Nothing builds team bonding more than helping your colleagues when they don’t know how to solve a problem.
3. Schedule calls
Remote work doesn’t offer frequent chance interactions. You don’t run into colleagues in the cubicle or can’t have a small talk during lunch. These interactions are essential to strengthen team trust and communication.
So, what’s the alternative?
Book Zoom calls with your teammates every month. You don’t need to only talk about work to have a conversation (although that’s a good start, too). Brainstorm with colleagues about new initiatives or solve a problem.
But, the best way to start is to host a get-to-know-each-other session. You can converse about your likes/dislikes, how you like to work, your favorite books, and more. Once you’re into it, you’ll automatically discuss several topics and build a strong relationship with them.
Why is this important? You’ll enjoy collaborating, not hesitate to approach each other with problems and increase your team productivity.
4. Congratulate often and provide critical feedback
Everyone likes appreciation and support—be the one to give them. It motivates your colleague to double down on their effort. But ensure the congratulation is genuine, and you aren’t saying it just for the sake of it.
Apart from this, don’t hesitate to provide negative feedback when necessary. Tell your coworkers when they are doing something wrong and how they can improve. People aren’t comfortable receiving negative feedback—so be empathetic throughout (be direct but not harsh). The other person should feel like you’re doing it for the betterment and not to settle a score.

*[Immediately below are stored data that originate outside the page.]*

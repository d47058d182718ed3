//! Error taxonomy for the message and header model (spec §7, Parsing group).

use thiserror::Error;

pub type Result<T> = std::result::Result<T, Error>;

/// Errors raised while building or inspecting typed SIP messages and headers.
///
/// The `sip-parse` crate adds its own wire-level variants on top of these;
/// this set is what can go wrong purely from the structured-data side.
#[derive(Error, Debug, Clone, PartialEq, Eq)]
pub enum Error {
    #[error("invalid SIP method: {0}")]
    BadMethod(String),

    #[error("invalid status code: {0}")]
    BadStatus(u16),

    #[error("invalid Via header: {0}")]
    BadVia(String),

    #[error("invalid CSeq header: {0}")]
    BadCSeq(String),

    #[error("invalid URI: {0}")]
    BadUri(String),

    #[error("missing required header: {0}")]
    MissingRequiredHeader(&'static str),

    #[error("header {0} does not carry a branch parameter")]
    MissingBranch(&'static str),

    #[error("branch {0:?} does not begin with the RFC 3261 magic cookie z9hG4bK")]
    NonCompliantBranch(String),
}
//! SIP request methods (spec §6: "Methods implemented").

use std::fmt;
use std::str::FromStr;

use crate::error::Error;

/// A SIP request method.
///
/// `Extension` carries any token not in the RFC 3261 core set or the small
/// number of RFC extensions this platform advertises in `Supported`/`Allow`.
#[derive(Debug, Clone, PartialEq, Eq, Hash)]
pub enum Method {
    Invite,
    Ack,
    Bye,
    Cancel,
    Options,
    Info,
    Register,
    Subscribe,
    Notify,
    Publish,
    Message,
    Update,
    Prack,
    Extension(String),
}

impl Method {
    pub fn as_str(&self) -> &str {
        match self {
            Method::Invite => "INVITE",
            Method::Ack => "ACK",
            Method::Bye => "BYE",
            Method::Cancel => "CANCEL",
            Method::Options => "OPTIONS",
            Method::Info => "INFO",
            Method::Register => "REGISTER",
            Method::Subscribe => "SUBSCRIBE",
            Method::Notify => "NOTIFY",
            Method::Publish => "PUBLISH",
            Method::Message => "MESSAGE",
            Method::Update => "UPDATE",
            Method::Prack => "PRACK",
            Method::Extension(s) => s.as_str(),
        }
    }

    /// True for INVITE, whose transaction behaves per the special INVITE
    /// client/server state machines of RFC 3261 §17.1.1/§17.2.1.
    pub fn is_invite(&self) -> bool {
        matches!(self, Method::Invite)
    }
}

impl fmt::Display for Method {
    fn fmt(&self, f: &mut fmt::Formatter<'_>) -> fmt::Result {
        f.write_str(self.as_str())
    }
}

impl FromStr for Method {
    type Err = Error;

    fn from_str(s: &str) -> Result<Self, Self::Err> {
        if s.is_empty() || !s.bytes().all(|b| b.is_ascii_alphanumeric() || b == b'-' || b == b'.') {
            return Err(Error::BadMethod(s.to_string()));
        }
        Ok(match s.to_ascii_uppercase().as_str() {
            "INVITE" => Method::Invite,
            "ACK" => Method::Ack,
            "BYE" => Method::Bye,
            "CANCEL" => Method::Cancel,
            "OPTIONS" => Method::Options,
            "INFO" => Method::Info,
            "REGISTER" => Method::Register,
            "SUBSCRIBE" => Method::Subscribe,
            "NOTIFY" => Method::Notify,
            "PUBLISH" => Method::Publish,
            "MESSAGE" => Method::Message,
            "UPDATE" => Method::Update,
            "PRACK" => Method::Prack,
            other => Method::Extension(other.to_string()),
        })
    }
}

#[cfg(test)]
mod tests {
    use super::*;

    #[test]
    fn round_trips_core_methods() {
        for m in ["INVITE", "ACK", "BYE", "CANCEL", "OPTIONS", "REGISTER"] {
            let parsed: Method = m.parse().unwrap();
            assert_eq!(parsed.as_str(), m);
        }
    }

    #[test]
    fn rejects_empty_token() {
        assert!("".parse::<Method>().is_err());
    }

    #[test]
    fn unknown_token_is_extension() {
        let m: Method = "SNORK".parse().unwrap();
        assert_eq!(m, Method::Extension("SNORK".into()));
    }
}
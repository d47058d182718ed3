//! Dialog-ID derivation (spec §4.A, §9 "dialog ID string format" ambiguity).
//!
//! The teacher's history carries two internal formats (colon-joined and
//! semicolon-joined); this platform picks one canonical format — colon
//! joined, matching the Call-ID's own freedom to contain `;` — and uses it
//! everywhere a dialog is looked up or logged.

use std::fmt;

use crate::message::{Direction, Message};

/// `{call_id, local_tag, remote_tag}` (spec §3 Dialog entity key), with the
/// message direction that decided which tag is "local".
#[derive(Debug, Clone, PartialEq, Eq, Hash)]
pub struct DialogKey {
    pub call_id: String,
    pub local_tag: String,
    pub remote_tag: String,
}

impl DialogKey {
    pub fn new(call_id: impl Into<String>, local_tag: impl Into<String>, remote_tag: impl Into<String>) -> Self {
        DialogKey { call_id: call_id.into(), local_tag: local_tag.into(), remote_tag: remote_tag.into() }
    }
}

impl fmt::Display for DialogKey {
    fn fmt(&self, f: &mut fmt::Formatter<'_>) -> fmt::Result {
        write!(f, "{}:{}:{}", self.call_id, self.local_tag, self.remote_tag)
    }
}

/// Derives the dialog key for `message` given which side of the exchange we
/// are (spec §4.A): for a UAC, local = From-tag, remote = To-tag; for a UAS
/// it is reversed. Returns `None` if either tag is not yet present (e.g. a
/// pre-dialog 1xx without a to-tag).
pub fn derive(message: &Message, we_are_uac: bool) -> Option<DialogKey> {
    let (call_id, from_tag, to_tag) = match message {
        Message::Request(r) => (r.call_id()?.to_string(), r.from_header()?.tag()?.to_string(), r.to_header().and_then(|t| t.tag()).map(str::to_string)),
        Message::Response(r) => (r.call_id()?.to_string(), r.from_header()?.tag()?.to_string(), r.to_header().and_then(|t| t.tag()).map(str::to_string)),
    };
    let to_tag = to_tag?;
    let (local, remote) = if we_are_uac { (from_tag, to_tag) } else { (to_tag, from_tag) };
    Some(DialogKey::new(call_id, local, remote))
}

/// Whether `message`'s flow direction corresponds to this side sending
/// (outgoing) vs. receiving (incoming); used together with message type to
/// decide UAC vs UAS role when deriving a key (spec §3: "direction depends
/// on (message type, flow direction)").
pub fn is_uac_perspective(message: &Message, direction: Direction) -> bool {
    match message {
        Message::Request(_) => direction == Direction::Outgoing,
        Message::Response(_) => direction == Direction::Incoming,
    }
}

Every smart people will thank you for this in the long run. They’ll respect you for your honesty and reciprocate the same behavior with you.
5. Be considerate
Remote workers are more prone to loneliness and burn-out feeling. Some are even parents who are handling both their parenting and office job.
So, if you’re a manager and find employees submit their work late (once in a while), talk to them to understand why, and if it’s a genuine reason, be accepting. Don’t be harsh. You can, if needed, even converse to find out what’s bothering them and come up with a solution. A little empathy goes a long way.